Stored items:
* * * * * * *

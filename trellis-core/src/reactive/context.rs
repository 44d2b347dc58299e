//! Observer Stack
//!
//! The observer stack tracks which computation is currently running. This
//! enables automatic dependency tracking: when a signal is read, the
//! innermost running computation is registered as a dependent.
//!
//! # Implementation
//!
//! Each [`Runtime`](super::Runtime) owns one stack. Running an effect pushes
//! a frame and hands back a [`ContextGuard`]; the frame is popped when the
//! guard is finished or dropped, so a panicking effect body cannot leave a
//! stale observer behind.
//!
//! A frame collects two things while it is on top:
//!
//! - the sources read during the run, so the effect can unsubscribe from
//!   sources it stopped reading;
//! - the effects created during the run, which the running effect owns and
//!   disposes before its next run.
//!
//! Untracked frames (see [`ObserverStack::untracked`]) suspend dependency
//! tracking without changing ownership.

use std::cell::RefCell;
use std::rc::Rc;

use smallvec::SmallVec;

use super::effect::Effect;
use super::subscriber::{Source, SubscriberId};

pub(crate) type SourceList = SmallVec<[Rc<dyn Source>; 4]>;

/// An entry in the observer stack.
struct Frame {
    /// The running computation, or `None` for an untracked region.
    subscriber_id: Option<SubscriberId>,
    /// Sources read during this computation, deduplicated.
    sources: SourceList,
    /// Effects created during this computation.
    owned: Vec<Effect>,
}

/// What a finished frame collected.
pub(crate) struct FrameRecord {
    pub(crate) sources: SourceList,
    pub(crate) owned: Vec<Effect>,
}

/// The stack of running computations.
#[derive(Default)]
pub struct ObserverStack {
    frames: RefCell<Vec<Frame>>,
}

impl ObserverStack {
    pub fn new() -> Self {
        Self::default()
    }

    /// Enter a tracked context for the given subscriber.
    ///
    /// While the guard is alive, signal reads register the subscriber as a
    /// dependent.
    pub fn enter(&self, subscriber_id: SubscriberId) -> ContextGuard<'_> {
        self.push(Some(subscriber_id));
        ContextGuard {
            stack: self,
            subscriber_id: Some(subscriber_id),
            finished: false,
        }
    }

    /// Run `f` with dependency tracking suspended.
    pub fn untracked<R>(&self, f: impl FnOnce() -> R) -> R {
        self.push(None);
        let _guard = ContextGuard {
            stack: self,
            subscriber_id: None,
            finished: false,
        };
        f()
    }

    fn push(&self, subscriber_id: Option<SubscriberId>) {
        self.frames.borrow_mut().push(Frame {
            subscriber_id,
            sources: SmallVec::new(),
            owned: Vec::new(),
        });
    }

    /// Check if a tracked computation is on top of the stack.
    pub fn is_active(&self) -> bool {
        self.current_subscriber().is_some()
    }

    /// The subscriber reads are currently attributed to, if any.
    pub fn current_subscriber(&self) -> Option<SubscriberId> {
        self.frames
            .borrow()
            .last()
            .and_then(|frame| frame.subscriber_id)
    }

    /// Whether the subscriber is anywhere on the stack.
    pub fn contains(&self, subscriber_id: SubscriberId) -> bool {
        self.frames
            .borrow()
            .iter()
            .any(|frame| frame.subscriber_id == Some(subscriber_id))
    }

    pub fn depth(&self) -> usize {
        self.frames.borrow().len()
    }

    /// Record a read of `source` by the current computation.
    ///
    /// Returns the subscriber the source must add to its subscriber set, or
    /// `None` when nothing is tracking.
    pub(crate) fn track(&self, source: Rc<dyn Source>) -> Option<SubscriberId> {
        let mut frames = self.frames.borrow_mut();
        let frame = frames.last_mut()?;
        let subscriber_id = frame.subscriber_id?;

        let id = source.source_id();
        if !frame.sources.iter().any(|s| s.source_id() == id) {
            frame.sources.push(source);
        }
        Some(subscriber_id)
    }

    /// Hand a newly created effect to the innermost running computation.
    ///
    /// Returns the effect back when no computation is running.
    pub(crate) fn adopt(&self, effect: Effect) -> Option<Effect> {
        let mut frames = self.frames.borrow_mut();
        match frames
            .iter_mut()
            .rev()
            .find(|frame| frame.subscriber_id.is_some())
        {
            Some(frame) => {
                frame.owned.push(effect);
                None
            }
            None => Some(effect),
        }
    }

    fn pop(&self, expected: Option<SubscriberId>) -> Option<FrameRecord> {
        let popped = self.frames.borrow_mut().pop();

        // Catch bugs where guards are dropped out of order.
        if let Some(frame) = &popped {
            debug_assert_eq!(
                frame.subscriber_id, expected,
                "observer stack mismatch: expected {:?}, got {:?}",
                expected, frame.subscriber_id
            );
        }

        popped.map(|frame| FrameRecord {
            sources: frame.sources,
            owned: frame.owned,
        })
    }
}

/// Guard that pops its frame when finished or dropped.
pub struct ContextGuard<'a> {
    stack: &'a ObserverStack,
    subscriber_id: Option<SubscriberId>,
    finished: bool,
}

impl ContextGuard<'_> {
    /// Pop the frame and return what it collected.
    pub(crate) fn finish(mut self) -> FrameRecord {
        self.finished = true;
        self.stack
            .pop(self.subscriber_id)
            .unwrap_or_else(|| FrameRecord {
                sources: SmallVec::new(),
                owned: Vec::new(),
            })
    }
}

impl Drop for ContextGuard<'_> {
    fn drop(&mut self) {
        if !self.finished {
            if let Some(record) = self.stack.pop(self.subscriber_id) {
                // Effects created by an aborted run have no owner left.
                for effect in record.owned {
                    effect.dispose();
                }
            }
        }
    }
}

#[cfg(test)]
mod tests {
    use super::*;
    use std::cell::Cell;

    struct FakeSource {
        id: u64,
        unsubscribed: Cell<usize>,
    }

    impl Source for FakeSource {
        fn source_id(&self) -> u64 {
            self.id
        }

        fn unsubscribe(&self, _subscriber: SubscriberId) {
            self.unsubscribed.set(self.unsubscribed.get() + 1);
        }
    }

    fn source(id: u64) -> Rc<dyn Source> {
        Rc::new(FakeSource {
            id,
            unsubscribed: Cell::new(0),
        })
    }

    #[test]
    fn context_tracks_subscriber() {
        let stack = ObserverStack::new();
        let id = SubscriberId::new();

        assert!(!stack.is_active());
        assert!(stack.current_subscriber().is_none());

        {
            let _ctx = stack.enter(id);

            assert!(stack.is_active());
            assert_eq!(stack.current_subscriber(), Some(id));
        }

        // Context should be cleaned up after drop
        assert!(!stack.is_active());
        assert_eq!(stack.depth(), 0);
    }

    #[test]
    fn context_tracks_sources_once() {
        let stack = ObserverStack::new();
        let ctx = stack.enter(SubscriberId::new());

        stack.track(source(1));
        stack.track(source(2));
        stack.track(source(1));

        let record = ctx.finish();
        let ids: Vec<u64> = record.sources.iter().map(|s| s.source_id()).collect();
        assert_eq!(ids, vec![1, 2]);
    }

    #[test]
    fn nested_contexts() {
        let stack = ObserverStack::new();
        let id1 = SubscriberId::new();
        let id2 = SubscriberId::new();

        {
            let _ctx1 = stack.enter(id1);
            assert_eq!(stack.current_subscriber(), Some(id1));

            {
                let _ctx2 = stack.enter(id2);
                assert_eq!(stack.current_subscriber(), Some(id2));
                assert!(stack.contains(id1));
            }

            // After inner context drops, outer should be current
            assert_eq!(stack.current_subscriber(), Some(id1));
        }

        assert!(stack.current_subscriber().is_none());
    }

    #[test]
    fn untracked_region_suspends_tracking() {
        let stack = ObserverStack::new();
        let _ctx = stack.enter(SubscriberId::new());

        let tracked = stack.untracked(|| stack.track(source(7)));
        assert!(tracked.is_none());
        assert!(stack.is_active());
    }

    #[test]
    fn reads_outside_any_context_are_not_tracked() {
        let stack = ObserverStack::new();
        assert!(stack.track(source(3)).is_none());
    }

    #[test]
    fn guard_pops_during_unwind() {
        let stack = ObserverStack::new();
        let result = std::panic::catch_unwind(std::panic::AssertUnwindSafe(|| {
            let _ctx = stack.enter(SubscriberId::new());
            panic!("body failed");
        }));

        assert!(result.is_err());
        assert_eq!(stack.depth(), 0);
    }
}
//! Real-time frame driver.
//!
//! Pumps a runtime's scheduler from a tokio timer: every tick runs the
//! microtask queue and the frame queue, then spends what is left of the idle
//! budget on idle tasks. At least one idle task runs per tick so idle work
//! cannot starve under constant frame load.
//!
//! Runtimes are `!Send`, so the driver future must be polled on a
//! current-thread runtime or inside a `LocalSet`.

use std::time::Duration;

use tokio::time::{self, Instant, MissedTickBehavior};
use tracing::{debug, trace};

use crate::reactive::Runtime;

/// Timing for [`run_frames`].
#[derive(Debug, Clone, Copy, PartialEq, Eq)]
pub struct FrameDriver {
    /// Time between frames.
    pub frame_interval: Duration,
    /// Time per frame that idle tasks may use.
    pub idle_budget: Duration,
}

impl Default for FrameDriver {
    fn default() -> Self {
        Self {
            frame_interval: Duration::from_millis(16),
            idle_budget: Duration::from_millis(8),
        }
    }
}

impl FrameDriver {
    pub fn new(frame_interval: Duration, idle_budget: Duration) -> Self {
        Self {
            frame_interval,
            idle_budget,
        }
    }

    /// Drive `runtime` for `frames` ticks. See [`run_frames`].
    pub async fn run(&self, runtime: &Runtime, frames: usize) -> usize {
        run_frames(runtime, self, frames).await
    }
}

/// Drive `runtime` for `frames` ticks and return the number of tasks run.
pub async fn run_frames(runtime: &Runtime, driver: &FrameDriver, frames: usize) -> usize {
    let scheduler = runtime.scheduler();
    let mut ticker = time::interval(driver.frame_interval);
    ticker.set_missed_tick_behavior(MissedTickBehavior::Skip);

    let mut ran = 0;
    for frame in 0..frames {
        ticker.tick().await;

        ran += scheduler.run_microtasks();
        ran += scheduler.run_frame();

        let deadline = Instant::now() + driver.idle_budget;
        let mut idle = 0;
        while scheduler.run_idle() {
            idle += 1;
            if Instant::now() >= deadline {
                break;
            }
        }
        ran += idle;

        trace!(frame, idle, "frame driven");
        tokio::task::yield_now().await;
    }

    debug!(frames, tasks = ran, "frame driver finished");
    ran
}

* * * * * * *

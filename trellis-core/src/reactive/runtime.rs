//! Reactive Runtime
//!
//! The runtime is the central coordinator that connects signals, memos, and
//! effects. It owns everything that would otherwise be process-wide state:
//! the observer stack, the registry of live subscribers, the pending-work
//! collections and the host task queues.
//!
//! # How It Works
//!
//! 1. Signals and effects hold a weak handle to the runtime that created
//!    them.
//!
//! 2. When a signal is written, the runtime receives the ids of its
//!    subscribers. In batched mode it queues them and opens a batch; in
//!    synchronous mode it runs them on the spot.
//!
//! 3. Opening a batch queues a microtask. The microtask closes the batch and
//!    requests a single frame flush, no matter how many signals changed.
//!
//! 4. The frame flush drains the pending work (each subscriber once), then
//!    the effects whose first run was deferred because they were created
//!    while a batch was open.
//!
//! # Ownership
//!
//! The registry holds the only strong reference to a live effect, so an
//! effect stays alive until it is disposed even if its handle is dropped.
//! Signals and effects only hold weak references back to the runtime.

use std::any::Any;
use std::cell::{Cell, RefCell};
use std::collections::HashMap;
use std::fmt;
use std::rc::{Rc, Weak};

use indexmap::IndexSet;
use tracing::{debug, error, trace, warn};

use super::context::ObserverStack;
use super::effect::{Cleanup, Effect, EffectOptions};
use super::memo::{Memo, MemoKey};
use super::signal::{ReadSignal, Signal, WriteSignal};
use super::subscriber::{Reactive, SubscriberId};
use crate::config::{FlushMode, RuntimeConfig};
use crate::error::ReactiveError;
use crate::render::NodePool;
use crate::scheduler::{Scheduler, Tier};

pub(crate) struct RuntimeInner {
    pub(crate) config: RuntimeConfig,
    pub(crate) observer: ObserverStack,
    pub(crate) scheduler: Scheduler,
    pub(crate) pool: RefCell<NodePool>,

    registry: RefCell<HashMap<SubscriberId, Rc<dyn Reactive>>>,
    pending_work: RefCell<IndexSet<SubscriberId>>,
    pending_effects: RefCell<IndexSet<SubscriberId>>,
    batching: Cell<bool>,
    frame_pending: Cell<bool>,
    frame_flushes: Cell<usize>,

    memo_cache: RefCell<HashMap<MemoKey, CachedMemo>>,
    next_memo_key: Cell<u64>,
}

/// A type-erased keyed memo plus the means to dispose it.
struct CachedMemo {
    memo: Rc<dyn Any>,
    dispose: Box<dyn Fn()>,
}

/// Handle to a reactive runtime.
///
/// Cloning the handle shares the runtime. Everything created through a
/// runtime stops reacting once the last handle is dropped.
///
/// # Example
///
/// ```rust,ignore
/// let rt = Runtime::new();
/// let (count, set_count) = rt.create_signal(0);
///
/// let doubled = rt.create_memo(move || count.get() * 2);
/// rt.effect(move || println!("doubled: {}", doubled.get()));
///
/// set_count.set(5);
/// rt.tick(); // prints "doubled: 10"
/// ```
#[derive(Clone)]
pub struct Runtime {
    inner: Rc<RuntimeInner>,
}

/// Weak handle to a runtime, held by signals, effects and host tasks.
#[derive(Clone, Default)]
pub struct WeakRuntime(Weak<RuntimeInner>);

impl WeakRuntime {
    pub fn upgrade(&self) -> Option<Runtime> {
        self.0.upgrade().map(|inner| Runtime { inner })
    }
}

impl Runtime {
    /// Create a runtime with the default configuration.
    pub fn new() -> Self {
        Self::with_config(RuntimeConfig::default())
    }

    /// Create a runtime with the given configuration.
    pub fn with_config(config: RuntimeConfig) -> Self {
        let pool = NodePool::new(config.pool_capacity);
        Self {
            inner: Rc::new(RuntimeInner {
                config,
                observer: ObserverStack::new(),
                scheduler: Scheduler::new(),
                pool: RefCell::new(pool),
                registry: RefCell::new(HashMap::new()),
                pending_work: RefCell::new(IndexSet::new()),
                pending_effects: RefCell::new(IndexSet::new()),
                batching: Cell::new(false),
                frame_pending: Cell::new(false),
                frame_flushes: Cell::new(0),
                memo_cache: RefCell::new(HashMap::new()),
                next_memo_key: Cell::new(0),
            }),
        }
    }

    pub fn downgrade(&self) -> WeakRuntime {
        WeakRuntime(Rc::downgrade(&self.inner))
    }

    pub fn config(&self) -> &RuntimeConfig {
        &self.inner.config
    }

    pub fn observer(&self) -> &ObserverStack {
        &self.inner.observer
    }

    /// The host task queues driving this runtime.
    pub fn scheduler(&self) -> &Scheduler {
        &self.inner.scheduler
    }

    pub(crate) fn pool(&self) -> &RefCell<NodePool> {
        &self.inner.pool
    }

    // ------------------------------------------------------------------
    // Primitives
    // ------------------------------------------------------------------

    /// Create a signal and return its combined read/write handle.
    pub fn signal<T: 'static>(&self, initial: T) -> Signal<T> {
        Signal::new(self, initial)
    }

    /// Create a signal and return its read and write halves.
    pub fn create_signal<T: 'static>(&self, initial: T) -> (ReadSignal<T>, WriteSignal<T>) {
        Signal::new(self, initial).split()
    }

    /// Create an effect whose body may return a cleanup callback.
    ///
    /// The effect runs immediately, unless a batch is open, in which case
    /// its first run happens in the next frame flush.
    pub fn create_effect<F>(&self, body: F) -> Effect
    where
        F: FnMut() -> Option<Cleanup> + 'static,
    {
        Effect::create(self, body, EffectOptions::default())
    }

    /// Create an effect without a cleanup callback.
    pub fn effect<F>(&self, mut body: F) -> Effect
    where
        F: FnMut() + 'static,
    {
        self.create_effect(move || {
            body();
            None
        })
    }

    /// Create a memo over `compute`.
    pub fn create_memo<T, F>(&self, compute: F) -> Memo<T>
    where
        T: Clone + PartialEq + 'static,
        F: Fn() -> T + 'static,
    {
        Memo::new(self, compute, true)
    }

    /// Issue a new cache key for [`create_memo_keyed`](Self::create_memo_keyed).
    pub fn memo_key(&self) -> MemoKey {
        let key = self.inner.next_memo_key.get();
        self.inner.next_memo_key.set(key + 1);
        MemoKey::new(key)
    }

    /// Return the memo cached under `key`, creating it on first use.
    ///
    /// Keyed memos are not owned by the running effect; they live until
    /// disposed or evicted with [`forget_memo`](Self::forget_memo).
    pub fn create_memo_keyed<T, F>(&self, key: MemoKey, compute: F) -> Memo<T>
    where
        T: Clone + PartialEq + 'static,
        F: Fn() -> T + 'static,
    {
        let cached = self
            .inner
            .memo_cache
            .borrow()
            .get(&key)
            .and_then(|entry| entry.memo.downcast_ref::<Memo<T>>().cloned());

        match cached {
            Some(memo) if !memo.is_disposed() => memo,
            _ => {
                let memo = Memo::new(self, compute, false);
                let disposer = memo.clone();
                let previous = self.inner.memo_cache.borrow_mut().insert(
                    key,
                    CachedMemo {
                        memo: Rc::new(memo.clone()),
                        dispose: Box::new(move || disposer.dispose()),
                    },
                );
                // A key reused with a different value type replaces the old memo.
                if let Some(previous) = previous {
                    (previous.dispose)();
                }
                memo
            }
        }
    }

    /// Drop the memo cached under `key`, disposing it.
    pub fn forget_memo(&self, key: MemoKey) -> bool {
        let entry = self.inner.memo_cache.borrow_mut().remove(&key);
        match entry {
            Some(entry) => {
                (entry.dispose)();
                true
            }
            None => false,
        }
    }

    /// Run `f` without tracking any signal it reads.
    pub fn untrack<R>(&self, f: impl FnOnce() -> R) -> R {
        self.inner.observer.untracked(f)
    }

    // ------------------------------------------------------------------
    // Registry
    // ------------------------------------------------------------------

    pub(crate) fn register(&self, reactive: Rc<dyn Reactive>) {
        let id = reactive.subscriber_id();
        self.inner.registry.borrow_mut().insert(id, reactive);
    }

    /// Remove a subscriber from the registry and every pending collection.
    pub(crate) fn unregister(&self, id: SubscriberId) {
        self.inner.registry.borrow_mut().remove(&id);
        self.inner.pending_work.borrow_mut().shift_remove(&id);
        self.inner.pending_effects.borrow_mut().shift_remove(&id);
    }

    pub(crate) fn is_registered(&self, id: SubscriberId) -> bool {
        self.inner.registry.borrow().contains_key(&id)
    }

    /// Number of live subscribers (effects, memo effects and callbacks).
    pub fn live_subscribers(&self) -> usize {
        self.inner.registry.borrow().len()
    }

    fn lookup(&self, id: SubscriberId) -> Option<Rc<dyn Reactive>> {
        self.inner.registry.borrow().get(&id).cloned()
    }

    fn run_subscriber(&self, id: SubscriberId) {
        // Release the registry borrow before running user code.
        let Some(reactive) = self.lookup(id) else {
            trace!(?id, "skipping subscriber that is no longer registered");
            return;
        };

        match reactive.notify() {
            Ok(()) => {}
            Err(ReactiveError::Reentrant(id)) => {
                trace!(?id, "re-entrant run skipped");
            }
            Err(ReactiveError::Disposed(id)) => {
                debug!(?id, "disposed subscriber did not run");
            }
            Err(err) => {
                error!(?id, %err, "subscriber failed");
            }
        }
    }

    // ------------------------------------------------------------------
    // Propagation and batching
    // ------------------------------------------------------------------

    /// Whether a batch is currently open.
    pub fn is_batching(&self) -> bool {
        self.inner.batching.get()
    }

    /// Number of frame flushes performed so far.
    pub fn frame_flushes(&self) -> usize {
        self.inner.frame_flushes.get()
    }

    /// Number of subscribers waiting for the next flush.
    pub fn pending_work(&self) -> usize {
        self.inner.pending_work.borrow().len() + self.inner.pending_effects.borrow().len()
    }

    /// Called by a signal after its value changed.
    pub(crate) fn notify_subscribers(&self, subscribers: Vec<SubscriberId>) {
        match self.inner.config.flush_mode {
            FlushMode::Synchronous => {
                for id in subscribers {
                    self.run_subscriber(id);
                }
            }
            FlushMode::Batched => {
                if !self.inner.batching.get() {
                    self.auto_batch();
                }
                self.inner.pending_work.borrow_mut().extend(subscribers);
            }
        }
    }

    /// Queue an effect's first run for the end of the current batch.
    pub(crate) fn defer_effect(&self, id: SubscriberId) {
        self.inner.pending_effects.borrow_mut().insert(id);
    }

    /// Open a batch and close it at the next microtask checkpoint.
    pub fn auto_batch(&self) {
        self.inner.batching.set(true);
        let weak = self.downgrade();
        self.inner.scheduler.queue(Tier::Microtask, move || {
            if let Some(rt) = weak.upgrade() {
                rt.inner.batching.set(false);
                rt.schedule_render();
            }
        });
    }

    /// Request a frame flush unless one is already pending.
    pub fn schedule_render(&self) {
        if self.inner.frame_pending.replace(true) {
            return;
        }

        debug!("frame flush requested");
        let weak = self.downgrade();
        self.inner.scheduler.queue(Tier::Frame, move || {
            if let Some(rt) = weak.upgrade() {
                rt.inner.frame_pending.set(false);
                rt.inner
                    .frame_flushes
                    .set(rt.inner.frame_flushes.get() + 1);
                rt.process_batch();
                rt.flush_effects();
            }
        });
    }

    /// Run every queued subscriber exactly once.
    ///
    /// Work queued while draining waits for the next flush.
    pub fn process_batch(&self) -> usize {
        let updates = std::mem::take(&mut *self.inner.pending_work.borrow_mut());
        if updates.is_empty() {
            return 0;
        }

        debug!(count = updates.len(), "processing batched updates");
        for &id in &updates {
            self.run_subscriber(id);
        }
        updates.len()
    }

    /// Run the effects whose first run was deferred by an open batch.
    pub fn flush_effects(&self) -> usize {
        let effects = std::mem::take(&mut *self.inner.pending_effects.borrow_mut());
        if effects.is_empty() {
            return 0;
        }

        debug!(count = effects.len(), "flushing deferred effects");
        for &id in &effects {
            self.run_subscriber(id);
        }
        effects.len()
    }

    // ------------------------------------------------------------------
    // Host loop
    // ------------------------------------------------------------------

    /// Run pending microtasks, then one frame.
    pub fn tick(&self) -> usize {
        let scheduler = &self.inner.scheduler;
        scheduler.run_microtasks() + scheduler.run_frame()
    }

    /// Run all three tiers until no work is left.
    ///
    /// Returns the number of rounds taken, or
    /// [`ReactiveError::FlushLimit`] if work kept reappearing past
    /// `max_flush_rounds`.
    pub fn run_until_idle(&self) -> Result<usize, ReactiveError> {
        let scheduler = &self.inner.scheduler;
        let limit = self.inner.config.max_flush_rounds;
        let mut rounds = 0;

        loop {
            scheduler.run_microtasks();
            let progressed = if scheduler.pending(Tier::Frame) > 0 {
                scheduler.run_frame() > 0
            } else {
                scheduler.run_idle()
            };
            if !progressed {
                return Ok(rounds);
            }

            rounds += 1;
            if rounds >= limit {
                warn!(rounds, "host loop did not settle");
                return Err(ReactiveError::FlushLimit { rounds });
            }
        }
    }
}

* * * * * * *

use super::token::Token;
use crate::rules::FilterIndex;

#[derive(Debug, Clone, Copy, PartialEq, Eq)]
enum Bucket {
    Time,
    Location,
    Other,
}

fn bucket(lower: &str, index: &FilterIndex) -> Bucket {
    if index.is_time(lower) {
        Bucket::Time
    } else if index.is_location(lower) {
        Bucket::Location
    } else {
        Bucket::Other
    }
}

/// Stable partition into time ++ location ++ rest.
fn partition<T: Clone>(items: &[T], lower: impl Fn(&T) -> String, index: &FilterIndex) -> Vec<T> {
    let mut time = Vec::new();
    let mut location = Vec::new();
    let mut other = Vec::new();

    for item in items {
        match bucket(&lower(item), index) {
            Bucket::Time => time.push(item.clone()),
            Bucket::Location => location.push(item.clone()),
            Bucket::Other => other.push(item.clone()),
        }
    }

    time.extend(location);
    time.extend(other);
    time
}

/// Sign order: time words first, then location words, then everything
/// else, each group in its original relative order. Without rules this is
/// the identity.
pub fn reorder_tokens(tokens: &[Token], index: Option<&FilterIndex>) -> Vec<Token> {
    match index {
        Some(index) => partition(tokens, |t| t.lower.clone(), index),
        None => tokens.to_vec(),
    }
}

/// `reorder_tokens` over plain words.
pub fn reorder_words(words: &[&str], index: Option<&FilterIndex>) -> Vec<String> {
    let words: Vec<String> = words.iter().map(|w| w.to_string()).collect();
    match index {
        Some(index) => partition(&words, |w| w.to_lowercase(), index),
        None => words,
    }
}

* * * * * * *

Task statement: With the line that has "pub fn enter(&self, subscriber_id: SubscriberId)" as the first and the line that has "pub fn is_active(&self)" as the last, repeat exactly that run of lines above and no more.

Task response:
    pub fn enter(&self, subscriber_id: SubscriberId) -> ContextGuard<'_> {
        self.push(Some(subscriber_id));
        ContextGuard {
            stack: self,
            subscriber_id: Some(subscriber_id),
            finished: false,
        }
    }

    /// Run `f` with dependency tracking suspended.
    pub fn untracked<R>(&self, f: impl FnOnce() -> R) -> R {
        self.push(None);
        let _guard = ContextGuard {
            stack: self,
            subscriber_id: None,
            finished: false,
        };
        f()
    }

    fn push(&self, subscriber_id: Option<SubscriberId>) {
        self.frames.borrow_mut().push(Frame {
            subscriber_id,
            sources: SmallVec::new(),
            owned: Vec::new(),
        });
    }

    /// Check if a tracked computation is on top of the stack.
    pub fn is_active(&self) -> bool {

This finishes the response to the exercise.